Das einzige was mich an dem Madwifi-Treiber stört, ist dass die Gentoo LiveCD den noch nicht drin hat und ich daher... nur mit einem sehr komplizierten Geflecht aus Knoppix 3.7 und Gentoo 2004.0 eine Stage1-Installation vollziehen kann  :Sad: 

----------

## demeter

Hi!

vllt. hilft die dies weiter: http://www.tuxhardware.de

gruss,

martin

----------

## lostSoul

 *demeter wrote:*   

> vllt. hilft die dies weiter: http://www.tuxhardware.de

 

Wirklich netter Link.

Ich glaube ich hole mir die 2 Karten mit Atheros 5212 Chipsatz:

PCI Karte

PCMCIA Karte

Oder hat dazu noch einer Vorwarnungen? *g*

----------

## alex00

 *lostSoul wrote:*   

>  *demeter wrote:*   vllt. hilft die dies weiter: http://www.tuxhardware.de 
> 
> Wirklich netter Link.
> 
> Ich glaube ich hole mir die 2 Karten mit Atheros 5212 Chipsatz:
> ...

 

Hallo habe eigentlich das selbe Problem wie du, will mir eine PCMCIA WLan Karte kaufen, aber den überblick zu bekommen ist  nicht leicht.

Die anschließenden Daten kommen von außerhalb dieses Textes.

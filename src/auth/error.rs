use thiserror::Error;

pub type CryptResult<T> = std::result::Result<T, CryptError>;

#[derive(Debug, Error)]
pub enum CryptError {
    #[error("argon2 error: {0}")]
    Argon2Error(#[from] argon2::password_hash::Error),
    #[error("jwt error: {0}")]
    JwtError(#[from] jsonwebtoken::errors::Error),
}
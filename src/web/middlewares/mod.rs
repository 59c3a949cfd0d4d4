mod auth;
pub use auth::{AUTH_TOKEN, extract_context_fn, require_admin_fn};
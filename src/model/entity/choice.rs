use crate::impl_paginatable_for;
use crate::model::repo::ResourceTyped;
use crate::model::{ModelManager, error::DatabaseResult, repo::CrudRepository};
use crate::web::AuthenticatedUser;
use async_trait::async_trait;
use serde::{Deserialize, Serialize};
use sqlx::prelude::FromRow;
use uuid::Uuid;

#[derive(Debug, Clone, Serialize, Deserialize, FromRow, utoipa::ToSchema)]
pub struct Choice {
    id: Uuid,
    question_id: Uuid,
    choice_text: String,
    is_correct: bool,
}

#[derive(Debug, Deserialize, Serialize, utoipa::ToSchema)]
pub struct ChoiceCreate {
    pub question_id: Uuid,
    pub choice_text: String,
    pub is_correct: Option<bool>,
}

/// A choice authored inline, before its question exists.
#[derive(Debug, Clone, Deserialize, Serialize, utoipa::ToSchema)]
pub struct ChoiceDraft {
    pub choice_text: String,
    #[serde(default)]
    pub is_correct: bool,
}

impl ResourceTyped for Choice {
    fn get_resource_type() -> crate::model::ResourceType {
        crate::model::ResourceType::Choice
    }
}

impl Choice {
    pub fn id(&self) -> Uuid {
        self.id
    }

    pub fn question_id(&self) -> Uuid {
        self.question_id
    }

    pub fn choice_text(&self) -> &str {
        &self.choice_text
    }

    pub fn is_correct(&self) -> bool {
        self.is_correct
    }
}

#[async_trait]
impl CrudRepository<Choice, ChoiceCreate, Uuid> for Choice {
    async fn create(
        mm: &ModelManager,
        _actor: &AuthenticatedUser,
        data: ChoiceCreate,
    ) -> DatabaseResult<Self> {
        let row = sqlx::query_as(
            r#"
            INSERT INTO choices (id, question_id, choice_text, is_correct)
            VALUES ($1,$2,$3,$4)
            RETURNING id, question_id, choice_text, is_correct
            "#,
        )
        .bind(Uuid::new_v4())
        .bind(data.question_id)
        .bind(&data.choice_text)
        .bind(data.is_correct.unwrap_or(false))
        .fetch_one(mm.executor())
        .await?;

        Ok(row)
    }

    async fn update(
        mut self,
        mm: &ModelManager,
        _actor: &AuthenticatedUser,
        data: ChoiceCreate,
    ) -> DatabaseResult<Self> {
        let is_correct = data.is_correct.unwrap_or(self.is_correct);
        sqlx::query(
            "UPDATE choices SET question_id = $1, choice_text = $2, is_correct = $3 WHERE id = $4",
        )
        .bind(data.question_id)
        .bind(&data.choice_text)
        .bind(is_correct)
        .bind(self.id)
        .execute(mm.executor())
        .await?;

        self.question_id = data.question_id;
        self.choice_text = data.choice_text;
        self.is_correct = is_correct;
        Ok(self)
    }

    async fn delete(self, mm: &ModelManager, _actor: &AuthenticatedUser) -> DatabaseResult<()> {
        sqlx::query("DELETE FROM choices WHERE id = $1")
            .bind(self.id)
            .execute(mm.executor())
            .await?;
        Ok(())
    }

    async fn find_by_id(
        mm: &ModelManager,
        _actor: &AuthenticatedUser,
        id: Uuid,
    ) -> DatabaseResult<Option<Self>> {
        let result = sqlx::query_as("SELECT * FROM choices WHERE id = $1")
            .bind(id)
            .fetch_optional(mm.executor())
            .await?;
        Ok(result)
    }

    async fn list(
        mm: &ModelManager,
        _actor: &AuthenticatedUser,
        limit: i64,
        offset: i64,
    ) -> DatabaseResult<Vec<Self>> {
        let result = sqlx::query_as("SELECT * FROM choices ORDER BY question_id, created_at LIMIT $1 OFFSET $2")
            .bind(limit)
            .bind(offset)
            .fetch_all(mm.executor())
            .await?;
        Ok(result)
    }

    async fn count(mm: &ModelManager, _actor: &AuthenticatedUser) -> DatabaseResult<i64> {
        let result: i64 = sqlx::query_scalar("SELECT COUNT(*) FROM choices")
            .fetch_one(mm.executor())
            .await?;

        Ok(result)
    }
}

impl_paginatable_for!(Choice, ChoiceCreate, Uuid);

impl Choice {
    /// Every choice of every question of `course_id`.
    pub async fn all_by_course(
        mm: &ModelManager,
        _actor: &AuthenticatedUser,
        course_id: Uuid,
    ) -> DatabaseResult<Vec<Self>> {
        let rows = sqlx::query_as(
            r#"
            SELECT c.id, c.question_id, c.choice_text, c.is_correct
            FROM choices c
            JOIN questions q ON q.id = c.question_id
            WHERE q.course_id = $1
            ORDER BY c.created_at, c.id
            "#,
        )
        .bind(course_id)
        .fetch_all(mm.executor())
        .await?;
        Ok(rows)
    }
}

habe mir die Netgear 511 angesehen, wäre ja super günstig, aber mit den zwei fabrikaten wovon nur eines gehn...naja....

Von D-Link hört man dass die 520er gehn soll, aber da gibt es auch versionen mit verschiedenen chips.

Mich würde interessieren ob du die karte über den link oeben kaufst oder wo anders und ob sie dann in betrieb gebracht hast.....???

Danke

Alex

----------

## derFrank

So nachdem ich die WG511("Made in China") wieder verkauft habe, habe ich eine zweiten Versuch gemacht und mir die Allnet ALL0272 bestellt, wil ich irgendwo gelesen hab, das die funktionieren sollte. Meldet sich auch brav in lspci, allerdings als 

Broadcom Corporation BCM4306 802.11b/g Wireless LAN Controller (rev 02)

Dumm gelaufen würd ich sagen, also afaik gibts da auch keinen Treiber für. Falls doch ->Vorschläge wilkommen.

Werd da in den nächsten Tagen nochmal weiter probieren, ansonsten schick ich auch diese Karte wieder zurück. Könnte ja dann eigentlich bald mal ne Wlan-Hardware-NON-Compatibility Liste mit selbstgetesteten WLAN-Karten aufmachen ;-(

Aufjedenfall schonmal ein dickes "Shame on you" an alle WLAN-Hardwarhersteller ohne Linuxunterstützung.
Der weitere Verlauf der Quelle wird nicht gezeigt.